(DESCRIPTION OF THE TASK): Tally up the lines below that contain the word "derive" and give the total alone.

==========

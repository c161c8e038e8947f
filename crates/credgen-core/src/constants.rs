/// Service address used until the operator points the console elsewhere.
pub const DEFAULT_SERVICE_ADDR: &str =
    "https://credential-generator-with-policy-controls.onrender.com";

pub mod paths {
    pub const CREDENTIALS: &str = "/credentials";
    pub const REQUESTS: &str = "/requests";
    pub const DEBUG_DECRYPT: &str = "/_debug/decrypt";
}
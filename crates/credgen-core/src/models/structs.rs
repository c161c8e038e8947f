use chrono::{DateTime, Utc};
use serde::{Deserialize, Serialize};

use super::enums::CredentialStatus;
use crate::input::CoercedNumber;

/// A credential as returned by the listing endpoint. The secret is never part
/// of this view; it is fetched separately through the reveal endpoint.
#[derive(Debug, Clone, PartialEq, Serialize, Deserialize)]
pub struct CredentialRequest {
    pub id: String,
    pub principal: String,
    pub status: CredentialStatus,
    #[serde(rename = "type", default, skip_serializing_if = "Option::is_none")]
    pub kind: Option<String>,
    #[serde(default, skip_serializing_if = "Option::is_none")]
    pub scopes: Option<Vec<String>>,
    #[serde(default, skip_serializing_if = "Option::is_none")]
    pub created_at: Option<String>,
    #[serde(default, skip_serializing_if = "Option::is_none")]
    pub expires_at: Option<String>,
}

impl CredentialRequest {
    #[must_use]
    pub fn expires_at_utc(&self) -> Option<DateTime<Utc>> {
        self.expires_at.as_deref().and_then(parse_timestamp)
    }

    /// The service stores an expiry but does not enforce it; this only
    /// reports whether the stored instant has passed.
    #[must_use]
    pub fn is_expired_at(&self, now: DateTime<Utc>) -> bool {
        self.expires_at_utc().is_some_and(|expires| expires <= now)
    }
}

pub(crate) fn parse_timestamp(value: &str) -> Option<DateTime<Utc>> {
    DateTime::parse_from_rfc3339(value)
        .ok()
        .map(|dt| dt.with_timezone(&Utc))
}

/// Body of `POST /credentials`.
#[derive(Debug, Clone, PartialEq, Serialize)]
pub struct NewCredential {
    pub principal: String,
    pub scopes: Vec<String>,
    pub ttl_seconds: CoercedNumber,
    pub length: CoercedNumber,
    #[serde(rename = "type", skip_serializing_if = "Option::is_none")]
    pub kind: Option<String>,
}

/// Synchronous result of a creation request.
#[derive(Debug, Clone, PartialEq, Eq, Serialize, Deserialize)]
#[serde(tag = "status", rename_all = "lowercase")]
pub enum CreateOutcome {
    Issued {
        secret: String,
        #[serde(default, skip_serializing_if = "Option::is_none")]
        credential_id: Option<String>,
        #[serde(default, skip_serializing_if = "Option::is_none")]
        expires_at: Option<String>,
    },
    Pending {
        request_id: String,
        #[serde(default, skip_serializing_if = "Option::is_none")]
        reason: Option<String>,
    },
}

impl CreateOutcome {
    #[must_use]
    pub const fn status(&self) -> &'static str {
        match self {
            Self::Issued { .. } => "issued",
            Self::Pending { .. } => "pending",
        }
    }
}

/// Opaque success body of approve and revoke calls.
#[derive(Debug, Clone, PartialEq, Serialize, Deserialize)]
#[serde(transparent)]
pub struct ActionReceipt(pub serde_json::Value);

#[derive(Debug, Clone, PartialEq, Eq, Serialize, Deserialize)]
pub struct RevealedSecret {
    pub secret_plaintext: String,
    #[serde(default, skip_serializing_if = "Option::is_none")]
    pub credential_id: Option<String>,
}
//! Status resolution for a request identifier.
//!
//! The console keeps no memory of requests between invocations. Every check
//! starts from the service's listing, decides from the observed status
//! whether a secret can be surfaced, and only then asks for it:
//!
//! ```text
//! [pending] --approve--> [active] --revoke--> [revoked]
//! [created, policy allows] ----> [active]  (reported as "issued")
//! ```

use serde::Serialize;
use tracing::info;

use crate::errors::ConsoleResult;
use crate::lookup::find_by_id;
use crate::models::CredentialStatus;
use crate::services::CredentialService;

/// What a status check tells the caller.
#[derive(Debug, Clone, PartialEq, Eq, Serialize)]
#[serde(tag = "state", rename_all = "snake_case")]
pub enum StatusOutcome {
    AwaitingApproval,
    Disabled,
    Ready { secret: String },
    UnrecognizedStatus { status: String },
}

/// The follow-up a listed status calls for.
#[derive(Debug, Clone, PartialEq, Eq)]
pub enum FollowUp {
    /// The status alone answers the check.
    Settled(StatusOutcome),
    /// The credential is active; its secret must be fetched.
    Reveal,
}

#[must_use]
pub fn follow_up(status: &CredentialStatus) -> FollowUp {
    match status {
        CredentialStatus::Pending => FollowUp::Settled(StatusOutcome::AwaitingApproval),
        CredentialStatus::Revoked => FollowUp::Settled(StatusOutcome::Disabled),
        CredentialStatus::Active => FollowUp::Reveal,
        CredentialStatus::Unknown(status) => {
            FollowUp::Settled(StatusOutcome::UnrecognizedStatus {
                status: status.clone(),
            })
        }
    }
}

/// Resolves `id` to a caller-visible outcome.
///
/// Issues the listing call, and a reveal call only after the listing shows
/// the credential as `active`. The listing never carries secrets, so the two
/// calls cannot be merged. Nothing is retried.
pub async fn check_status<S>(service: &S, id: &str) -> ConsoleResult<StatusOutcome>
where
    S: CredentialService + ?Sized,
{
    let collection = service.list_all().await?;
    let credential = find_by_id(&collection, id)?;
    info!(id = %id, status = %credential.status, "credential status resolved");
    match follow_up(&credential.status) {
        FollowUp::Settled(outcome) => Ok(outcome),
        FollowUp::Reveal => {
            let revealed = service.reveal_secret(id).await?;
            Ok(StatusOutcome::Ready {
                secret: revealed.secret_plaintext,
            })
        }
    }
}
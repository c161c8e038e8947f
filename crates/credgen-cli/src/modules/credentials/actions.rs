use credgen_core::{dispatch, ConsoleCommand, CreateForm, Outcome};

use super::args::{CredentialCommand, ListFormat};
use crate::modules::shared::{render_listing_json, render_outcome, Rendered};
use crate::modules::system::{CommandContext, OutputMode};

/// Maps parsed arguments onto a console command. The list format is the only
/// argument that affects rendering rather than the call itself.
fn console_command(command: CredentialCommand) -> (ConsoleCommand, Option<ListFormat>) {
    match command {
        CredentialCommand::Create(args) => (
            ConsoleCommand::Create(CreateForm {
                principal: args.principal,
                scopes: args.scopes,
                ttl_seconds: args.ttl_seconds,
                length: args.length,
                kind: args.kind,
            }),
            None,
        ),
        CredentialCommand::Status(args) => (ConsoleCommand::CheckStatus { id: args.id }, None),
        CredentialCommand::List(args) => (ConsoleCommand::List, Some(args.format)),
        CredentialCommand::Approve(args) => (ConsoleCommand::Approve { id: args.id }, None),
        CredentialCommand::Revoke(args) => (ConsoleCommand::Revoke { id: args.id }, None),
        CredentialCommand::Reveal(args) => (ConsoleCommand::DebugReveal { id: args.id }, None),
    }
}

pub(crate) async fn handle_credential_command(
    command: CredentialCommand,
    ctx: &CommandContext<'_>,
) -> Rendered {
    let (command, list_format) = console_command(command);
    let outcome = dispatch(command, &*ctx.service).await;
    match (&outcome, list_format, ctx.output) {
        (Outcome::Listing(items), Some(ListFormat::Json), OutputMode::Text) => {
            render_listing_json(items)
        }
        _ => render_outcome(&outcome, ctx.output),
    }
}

==========

(OUTPUT OF THE EXERCISE): 7